図10において、制御回路23Aは、ホストインタフェース機能231を実行し、制御回路23Aが備える所定の内部メモリに記憶されているアドレス関連情報を参照し、パラメータメモリ19から制御パラメータを読み出す。制御回路23Aは、読み出した制御パラメータを超音波送信回路11、及び超音波受信回路12にそれぞれDMA転送する。そして、制御回路23Aは、超音波送信回路11、及び超音波受信回路12に対し、制御パラメータをそれぞれ設定する(ステップSE5)。これにより、ホストコンピュータ24を経由せずに、パラメータ設定を行うことが可能となる。
図10において、制御回路23Aは、超音波送信回路11、及び超音波受信回路12を制御し、超音波スキャンを開始する(ステップSE6)。このとき、図11に示されるように、超音波送信回路11、及び超音波受信回路12は、制御回路23Aの制御の下、超音波スキャンを開始する。
第2の実施形態によれば、制御回路23Aは、超音波スキャンを停止する旨の停止指示を受信すると、電源供給回路26を制御し、超音波送信回路11、及び超音波受信回路12に対する電源の供給を停止する。
通常、電源がONにされた後の超音波スキャンを再開するために必要なパラメータの設定は、各回路に対してホストコンピュータ24経由で行われる。このため、設定に要する時間はホストコンピュータ24を経由する分長くなる。第2の実施形態によれば、超音波診断装置1Aは、パラメータメモリ19から制御パラメータを読み出し、読み出した制御パラメータを各回路にDMA転送することにより、各回路に対する制御パラメータをそれぞれ設定するため、ホストコンピュータ24を経由しない分、フリーズ機能がONにされてから超音波スキャンが開始されるまでの時間を短縮することが可能となる。
なお、上記第1及び第2の実施形態では、超音波診断装置が備える各回路のうち、消費電力を低減させる対象を超音波送信回路11、及び超音波受信回路12としていたがこれに限定されない。消費電力を低減させる対象は、例えば、超音波スキャンに用いられる回路であればどのような回路であってもよい。
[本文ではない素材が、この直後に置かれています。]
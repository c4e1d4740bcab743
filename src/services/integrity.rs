// src/services/integrity.rs
//! Structural and cryptographic integrity of a credential.
//!
//! A credential commits to its content in two layers:
//! - the claim is split into statements, one compact JSON object per
//!   property: `{"@id": owner}` and `{"kilt:ctype:<hash>#<key>": value}`.
//!   Each statement's Blake2b-256 digest is salted with a nonce from
//!   `claim_nonce_map`, giving one entry of `claim_hashes`
//! - the root hash is Blake2b-256 over the claim hashes, the legitimation
//!   root hashes and the delegation id, concatenated as raw bytes in that order
//!
//! [`IntegrityVerifier`] recomputes both layers from what the credential
//! carries, so neither the owner nor any claimed property can be changed
//! without breaking the commitment. The on-chain attestation check is done
//! by the caller.

use crate::models::credential::{Claim, Credential};
use crate::models::did::{Did, DidParseError};
use crate::utils::crypto::{decode_hash, encode_hash, hash_data, HashFormatError, HASH_LENGTH};
use serde_json::{json, Map, Value};
use thiserror::Error;

const CTYPE_ID_PREFIX: &str = "kilt:ctype:";

/// Why a credential failed integrity verification.
#[derive(Debug, Error, PartialEq, Eq)]
pub enum IntegrityError {
    #[error("malformed {field}: {source}")]
    MalformedHash {
        field: &'static str,
        #[source]
        source: HashFormatError,
    },

    #[error("claim owner is not a valid DID: {0}")]
    InvalidOwner(#[source] DidParseError),

    #[error("no nonce for claim statement {0}")]
    MissingNonce(String),

    #[error("claim statement {0} is not among the claim hashes")]
    StatementNotHashed(String),

    #[error("salted hash for statement digest {0} is not among the claim hashes")]
    UnknownNonce(String),

    #[error("root hash mismatch: credential states {expected}, content hashes to {computed}")]
    RootHashMismatch { expected: String, computed: String },

    #[error("legitimation {index} is invalid: {source}")]
    InvalidLegitimation {
        index: usize,
        #[source]
        source: Box<IntegrityError>,
    },

    #[error("on-chain attestation does not match the credential")]
    AttestationMismatch,
}

/// Checks a credential independently of chain state.
pub trait CredentialVerifier: Send + Sync {
    fn verify(&self, credential: &Credential) -> Result<(), IntegrityError>;
}

/// Splits a claim into the statements its hashes commit to.
///
/// The owner statement comes first, then one statement per content property
/// in document order. Property names are expanded with the CType vocabulary,
/// which binds every statement to the claim's CType.
pub fn claim_statements(claim: &Claim) -> Vec<String> {
    let vocabulary = format!("{}{}#", CTYPE_ID_PREFIX, claim.ctype_hash);
    let mut statements = Vec::with_capacity(claim.contents.len() + 1);
    statements.push(json!({ "@id": claim.owner }).to_string());
    for (key, value) in &claim.contents {
        let mut statement = Map::with_capacity(1);
        statement.insert(format!("{}{}", vocabulary, key), value.clone());
        statements.push(Value::Object(statement).to_string());
    }
    statements
}

/// Hex digest of one claim statement.
pub fn statement_digest(statement: &str) -> String {
    encode_hash(&hash_data(statement.as_bytes()))
}

/// Claim hash of a statement digest salted with `nonce`.
pub fn salted_hash(nonce: &str, digest: &str) -> String {
    encode_hash(&hash_data(format!("{}{}", nonce, digest).as_bytes()))
}

/// Default [`CredentialVerifier`]: hash formats, owner DID, statement
/// commitments, nonce salting and root hash, applied recursively to
/// legitimations.
#[derive(Debug, Default, Clone, Copy)]
pub struct IntegrityVerifier;

impl IntegrityVerifier {
    /// Recomputes the root hash a credential should carry.
    pub fn calculate_root_hash(credential: &Credential) -> Result<[u8; HASH_LENGTH], IntegrityError> {
        let mut leaves = Vec::with_capacity(
            HASH_LENGTH * (credential.claim_hashes.len() + credential.legitimations.len() + 1),
        );
        for claim_hash in &credential.claim_hashes {
            leaves.extend_from_slice(&parse_hash("claimHashes", claim_hash)?);
        }
        for legitimation in &credential.legitimations {
            leaves.extend_from_slice(&parse_hash("legitimation rootHash", &legitimation.root_hash)?);
        }
        if let Some(delegation_id) = &credential.delegation_id {
            leaves.extend_from_slice(&parse_hash("delegationId", delegation_id)?);
        }
        Ok(hash_data(&leaves))
    }

    /// Every statement of the claim must have a nonce, and its salted hash
    /// must be committed in `claim_hashes`.
    fn verify_statements(credential: &Credential) -> Result<(), IntegrityError> {
        for statement in claim_statements(&credential.claim) {
            let digest = statement_digest(&statement);
            let Some(nonce) = credential
                .claim_nonce_map
                .iter()
                .find(|(key, _)| key.eq_ignore_ascii_case(&digest))
                .map(|(_, nonce)| nonce)
            else {
                return Err(IntegrityError::MissingNonce(statement));
            };
            if !contains_hash(&credential.claim_hashes, &salted_hash(nonce, &digest)) {
                return Err(IntegrityError::StatementNotHashed(statement));
            }
        }
        Ok(())
    }

    fn verify_nonces(credential: &Credential) -> Result<(), IntegrityError> {
        for (digest, nonce) in &credential.claim_nonce_map {
            parse_hash("claimNonceMap", digest)?;
            if !contains_hash(&credential.claim_hashes, &salted_hash(nonce, digest)) {
                return Err(IntegrityError::UnknownNonce(digest.clone()));
            }
        }
        Ok(())
    }
}

impl CredentialVerifier for IntegrityVerifier {
    fn verify(&self, credential: &Credential) -> Result<(), IntegrityError> {
        parse_hash("cTypeHash", &credential.claim.ctype_hash)?;
        Did::parse(&credential.claim.owner).map_err(IntegrityError::InvalidOwner)?;
        Self::verify_statements(credential)?;
        Self::verify_nonces(credential)?;

        for (index, legitimation) in credential.legitimations.iter().enumerate() {
            self.verify(legitimation)
                .map_err(|source| IntegrityError::InvalidLegitimation {
                    index,
                    source: Box::new(source),
                })?;
        }

        let expected = parse_hash("rootHash", &credential.root_hash)?;
        let computed = Self::calculate_root_hash(credential)?;
        if expected != computed {
            return Err(IntegrityError::RootHashMismatch {
                expected: credential.root_hash.clone(),
                computed: encode_hash(&computed),
            });
        }
        Ok(())
    }
}

fn parse_hash(field: &'static str, value: &str) -> Result<[u8; HASH_LENGTH], IntegrityError> {
    decode_hash(value).map_err(|source| IntegrityError::MalformedHash { field, source })
}

fn contains_hash(hashes: &[String], hash: &str) -> bool {
    hashes.iter().any(|candidate| candidate.eq_ignore_ascii_case(hash))
}

#[cfg(test)]
mod tests {
    use super::*;
    use crate::test_util::{claim, seal};
    use serde_json::json;

    const OWNER: &str = "did:kilt:4nwPAmtsK5toZfBM9WvmAe4Fa3LyZ3X3JHt7EUFfrcPPAZAm";
    const OTHER: &str = "did:kilt:4nxhWrDR27YzC5z4soRcz31MaeFn287JRqiE5y4u7jBEdgP2";

    fn hash_of(byte: &str) -> String {
        format!("0x{}", byte.repeat(32))
    }

    fn john_doe() -> Credential {
        seal(
            claim(
                &hash_of("cc"),
                OWNER,
                json!({ "email": "john@example.com", "age": 29 }),
            ),
            Vec::new(),
            None,
        )
        .unwrap()
    }

    /// Credential carrying only the given claim hashes, for root hash vectors.
    fn bare(claim_hashes: &[String]) -> Credential {
        let mut credential = john_doe();
        credential.claim_hashes = claim_hashes.to_vec();
        credential.claim_nonce_map.clear();
        credential
    }

    #[test]
    fn test_claim_matches_known_vector() {
        let credential: Credential = serde_json::from_value(json!({
            "claim": {
                "cTypeHash": hash_of("cc"),
                "contents": { "email": "john@example.com", "age": 29 },
                "owner": OWNER
            },
            "claimHashes": [
                "0x60524964fe38995156a3f116f77990757cd1ca3d9c28f2dcf2da5f5b9e049dc6",
                "0xbc4ddf8046327040f300339ef1cf26f7f488b1c07965356ea01132a67d19d656",
                "0x951cebd57f9bc0215974d9cd2ff08963ec0fec3cfc7fd1eeff363915c01dcc57"
            ],
            "claimNonceMap": {
                "0x3e9e3d2e4424953d05c15e7782b5f688a84a7cbe1c528d5476d4a0af31151380": "nonce-0",
                "0x24a185db9ca88b02c1245b7af1ddcd5c013498550d02de4d910c2484fc35b0a1": "nonce-1",
                "0x40d7805eb401d331c53430bfb582b4039a5515027a2fede8c639dbd9232f5892": "nonce-2"
            },
            "rootHash": "0xf4058fffd82a23f0cb18a5c1fb584c3199047cf4e4c0cf91f94a58c45a3e5e26"
        }))
        .unwrap();

        assert_eq!(
            claim_statements(&credential.claim),
            vec![
                format!("{{\"@id\":\"{}\"}}", OWNER),
                format!("{{\"kilt:ctype:{}#email\":\"john@example.com\"}}", hash_of("cc")),
                format!("{{\"kilt:ctype:{}#age\":29}}", hash_of("cc")),
            ]
        );
        assert_eq!(IntegrityVerifier.verify(&credential), Ok(()));
        assert_eq!(credential, john_doe());
    }

    #[test]
    fn test_root_hash_matches_known_vectors() {
        let root = IntegrityVerifier::calculate_root_hash(&bare(&[hash_of("11"), hash_of("22")]));
        assert_eq!(
            encode_hash(&root.unwrap()),
            "0x428d37d6b34f605a8ff32b6a04c95d9c7d2aead9ecde193b2f5019b7f13ced23"
        );

        let mut delegated = bare(&[hash_of("11"), hash_of("22")]);
        delegated.delegation_id = Some(hash_of("44"));
        assert_eq!(
            encode_hash(&IntegrityVerifier::calculate_root_hash(&delegated).unwrap()),
            "0x51221e984532cac60fd7d6e844d7d006041d882f8159bca2aa2e5ccc458aabe4"
        );

        let mut legitimated = bare(&[hash_of("11")]);
        let mut legitimation = bare(&[hash_of("55")]);
        legitimation.root_hash =
            "0xbd6732ce1fd898fde2c72fe601c4f49477a577180b7fb2dce74d9a167c738132".to_string();
        legitimated.legitimations.push(legitimation);
        assert_eq!(
            encode_hash(&IntegrityVerifier::calculate_root_hash(&legitimated).unwrap()),
            "0x0d6cd119614779123d7e8f73dfe366de13a8cba89f5e4527a32fc49944189179"
        );
    }

    #[test]
    fn test_tampered_owner_or_contents_is_rejected() {
        let mut new_owner = john_doe();
        new_owner.claim.owner = OTHER.to_string();
        assert_eq!(
            IntegrityVerifier.verify(&new_owner),
            Err(IntegrityError::MissingNonce(format!("{{\"@id\":\"{}\"}}", OTHER)))
        );

        let mut new_age = john_doe();
        new_age.claim.contents.insert("age".to_string(), json!(99));
        assert!(matches!(
            IntegrityVerifier.verify(&new_age),
            Err(IntegrityError::MissingNonce(statement)) if statement.ends_with("#age\":99}")
        ));

        let mut added = john_doe();
        added.claim.contents.insert("admin".to_string(), json!(true));
        assert!(matches!(
            IntegrityVerifier.verify(&added),
            Err(IntegrityError::MissingNonce(_))
        ));

        let mut other_ctype = john_doe();
        other_ctype.claim.ctype_hash = hash_of("dd");
        assert!(matches!(
            IntegrityVerifier.verify(&other_ctype),
            Err(IntegrityError::MissingNonce(_))
        ));
    }

    #[test]
    fn test_undisclosed_property_still_verifies() {
        let mut disclosed = john_doe();
        disclosed.claim.contents.remove("age");
        let age_digest = disclosed
            .claim_nonce_map
            .iter()
            .find(|(_, nonce)| nonce.as_str() == "nonce-2")
            .map(|(digest, _)| digest.clone())
            .unwrap();
        disclosed.claim_nonce_map.remove(&age_digest);

        assert_eq!(IntegrityVerifier.verify(&disclosed), Ok(()));
    }

    #[test]
    fn test_statement_must_be_salted_into_claim_hashes() {
        let mut credential = john_doe();
        let owner_digest = statement_digest(&claim_statements(&credential.claim)[0]);
        credential
            .claim_nonce_map
            .insert(owner_digest, "another-nonce".to_string());
        assert!(matches!(
            IntegrityVerifier.verify(&credential),
            Err(IntegrityError::StatementNotHashed(_))
        ));
    }

    #[test]
    fn test_stray_nonce_is_rejected() {
        let mut credential = john_doe();
        let digest = hash_of("aa");
        credential
            .claim_nonce_map
            .insert(digest.clone(), "stray".to_string());
        assert_eq!(
            IntegrityVerifier.verify(&credential),
            Err(IntegrityError::UnknownNonce(digest))
        );
    }

    #[test]
    fn test_extra_claim_hash_breaks_root() {
        let mut credential = john_doe();
        credential.claim_hashes.push(hash_of("23"));
        assert!(matches!(
            IntegrityVerifier.verify(&credential),
            Err(IntegrityError::RootHashMismatch { .. })
        ));
    }

    #[test]
    fn test_delegation_id_is_committed() {
        let delegated = seal(
            claim(&hash_of("cc"), OWNER, json!({ "email": "john@example.com" })),
            Vec::new(),
            Some(hash_of("44")),
        )
        .unwrap();
        assert_eq!(IntegrityVerifier.verify(&delegated), Ok(()));

        let mut dropped = delegated.clone();
        dropped.delegation_id = None;
        assert!(matches!(
            IntegrityVerifier.verify(&dropped),
            Err(IntegrityError::RootHashMismatch { .. })
        ));
    }

    #[test]
    fn test_legitimations_are_committed_and_verified() {
        let legitimation = seal(
            claim(&hash_of("ee"), OTHER, json!({ "role": "attester" })),
            Vec::new(),
            None,
        )
        .unwrap();
        let credential = seal(
            claim(&hash_of("cc"), OWNER, json!({ "email": "john@example.com" })),
            vec![legitimation],
            None,
        )
        .unwrap();
        assert_eq!(IntegrityVerifier.verify(&credential), Ok(()));

        let mut tampered = credential.clone();
        tampered.legitimations[0].claim.owner = OWNER.to_string();
        assert!(matches!(
            IntegrityVerifier.verify(&tampered),
            Err(IntegrityError::InvalidLegitimation { index: 0, .. })
        ));
    }

    #[test]
    fn test_malformed_fields_are_rejected() {
        let mut bad_ctype = john_doe();
        bad_ctype.claim.ctype_hash = "0x1234".to_string();
        assert!(matches!(
            IntegrityVerifier.verify(&bad_ctype),
            Err(IntegrityError::MalformedHash { field: "cTypeHash", .. })
        ));

        let mut bad_owner = john_doe();
        bad_owner.claim.owner = "john_doe".to_string();
        assert!(matches!(
            IntegrityVerifier.verify(&bad_owner),
            Err(IntegrityError::InvalidOwner(DidParseError::UnsupportedMethod(_)))
        ));

        let mut bad_root = john_doe();
        bad_root.root_hash = "not-a-hash".to_string();
        assert!(matches!(
            IntegrityVerifier.verify(&bad_root),
            Err(IntegrityError::MalformedHash { field: "rootHash", .. })
        ));
    }
}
上記説明において用いた「プロセッサ」という文言は、例えば、CPU(Central Processing Unit)、GPU(Graphics Processing Unit)、或いは、特定用途向け集積回路(Application Specific Integrated Circuit:ASIC))、プログラマブル論理デバイス(例えば、単純プログラマブル論理デバイス(Simple Programmable Logic Device:SPLD)、複合プログラマブル論理デバイス(Complex Programmable Logic Device:CPLD)、及びフィールドプログラマブルゲートアレイ(Field Programmable Gate Array:FPGA))等の回路を意味する。プロセッサは記憶回路に保存されたプログラムを読み出し実行することで機能を実現する。なお、本実施形態の各プロセッサは、プロセッサごとに単一の回路として構成される場合に限らず、複数の独立した回路を組み合わせて1つのプロセッサとして構成し、その機能を実現するようにしてもよい。さらに、図1、及び図8における複数の構成要素を1つのプロセッサへ統合してその機能を実現するようにしてもよい。
本発明のいくつかの実施形態を説明したが、これらの実施形態は、例として提示したものであり、発明の範囲を限定することは意図していない。これら新規な実施形態は、その他の様々な形態で実施されることが可能であり、発明の要旨を逸脱しない範囲で、種々の省略、置き換え、変更を行うことができる。これら実施形態やその変形は、発明の範囲や要旨に含まれるとともに、特許請求の範囲に記載された発明とその均等の範囲に含まれる。